優良企業ならば、一般的な用語を使っていますから明確です。
<社員の使い捨て>
ブラック企業は、疲れた社員を意図的に退職に追い込むので、いつも大量の退職者が出ています。
その一方で、大量の新規採用を行います。
「事業拡大につき大量採用!」という表現が求人広告に入っていたら、優良企業が本当に事業を拡大する予定なのか、それともブラック企業がウソをついているのか、少し調べて判断する必要があります。
ネットで検索してみて、新店舗を出店するとか、新規事業を展開するといった具体的な情報がないのであれば、怪しまなければなりません。
<本当は魅力が無いから>
優良企業なら、労働者が魅力を感じるポイントがたくさんありますから、具体的な魅力を求人広告にアピールできます。
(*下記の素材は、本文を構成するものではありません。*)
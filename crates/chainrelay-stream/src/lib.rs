//! # chainrelay-stream
//!
//! The supervised ingestion pipeline:
//!
//! ```text
//! Connector ──► RetryOrchestrator ──► LogProcessor (decode → normalize → forward)
//!                  one per (chain, contract)      one bounded task per log
//! ```
//!
//! [`Relay`] wires these together from a [`RelayConfig`] and owns shutdown.

pub mod config;
pub mod monitor;
pub mod orchestrator;
pub mod processor;
pub mod relay;
pub mod retry;

#[cfg(test)]
mod testing;

pub use config::{ConfigError, RelayConfig};
pub use monitor::{ContractMonitor, ViewReading};
pub use orchestrator::{OrchestratorState, RetryOrchestrator};
pub use processor::{LogOutcome, LogProcessor};
pub use relay::{load_registry, plan, Relay, RelayContext, RelayError, SubscriptionSpec};
pub use retry::RetryPolicy;
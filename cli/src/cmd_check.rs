//! `chainrelay check-config`: everything `run` does before connecting.

use anyhow::{Context, Result};
use chainrelay_stream::{load_registry, plan, RelayConfig};
use std::path::Path;

pub fn run(config_path: &Path) -> Result<()> {
    let config = RelayConfig::load(config_path)
        .with_context(|| format!("loading {}", config_path.display()))?;
    let registry = load_registry(&config)?;
    let subscriptions = plan(&config, &registry)?;

    println!("✓ Config '{}' is valid", config_path.display());

    println!("  Chains:");
    for chain in &config.chains {
        let endpoint = match (&chain.ws_url, &chain.ws_url_env) {
            (Some(_), _) => "inline ws_url".to_string(),
            (None, Some(var)) => match chain.resolve_ws_url() {
                Ok(_) => format!("${var}"),
                Err(_) => format!("${var} (NOT SET)"),
            },
            (None, None) => "-".to_string(),
        };
        println!("    - {} ({}) via {}", chain.slug, chain.chain_id, endpoint);
    }

    println!("  Contracts:");
    for name in registry.names() {
        let Some(entry) = registry.get(name) else { continue };
        println!(
            "    - {}: {} events, {} view functions, deployed on {} chains",
            name,
            entry.schema.len(),
            entry.views.len(),
            entry.addresses.len()
        );
        for event in entry.schema.summaries() {
            println!("        {} {}", event.selector, event.signature);
        }
    }

    println!("  Subscriptions:");
    for spec in &subscriptions {
        println!("    - {spec}");
    }

    println!("  Sink endpoints:");
    if config.sink.endpoints.is_empty() {
        println!("    (none; every record will be skipped)");
    }
    for (event, endpoint) in &config.sink.endpoints {
        println!("    - {event} → {endpoint}");
    }
    Ok(())
}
一方ブラック企業は、アピールできる魅力が無いのでイメージでごまかそうとします。
そのため、次のような表現が多く見られます。
・一部の人の昇給例の表示
使い捨てにする側の社員は昇給や昇進があるので、これを例示します。
使い捨てにされる側の社員の「平均」は表示できません。
・年次有給休暇など休暇の「実績」の表示が無い
制度があるという表示はあるものの、本当に休暇を取れているという実績は無いので表示できないのです。
・「和気あいあい」「アットホーム」など人間関係が良いことをアピール
実際には小規模で、社員が親から叱られるように厳しく扱われているのが現実です。
それでいて、親とは違って愛情が感じられません。
・精神論的な表現が目立つ
「あなたの熱意を買います」「やる気だけ持ってきてください」「あなたの夢は何ですか」「お客様への感謝の気持が原動力です」など実体の無い表現が多く見られます。
<広告がデタラメなら>
求人広告に実際と違うことが書かれていたら、どうしてもダマされてしまいます。
求人広告がまともな場合でも、応募の電話を掛けてみたり採用面接に行ってみたりして、採用担当者がとても早口だったら警戒しましょう。
面接の時間が短くて、すぐに採用が決まったり、その場で書類の記入をさせられたりするのは怪しいのです。
ブラック企業は、大量退職・大量採用ですから、ひとり一人の応募者に対して丁寧に応対する時間が無いのです。
そのため、じっくり選考する態度は見られず、どうしても大急ぎの対応となります。
また、運良く面接会場が会社の中であれば、その会社の社員の姿を見ることができるかも知れません。
採用された場合の数年後の姿が、その社員と重なることでしょう。
無表情だったり、身だしなみが乱れていたりして、疲労感がにじみ出ているようなら、直感的に入社を見送ることになると思います。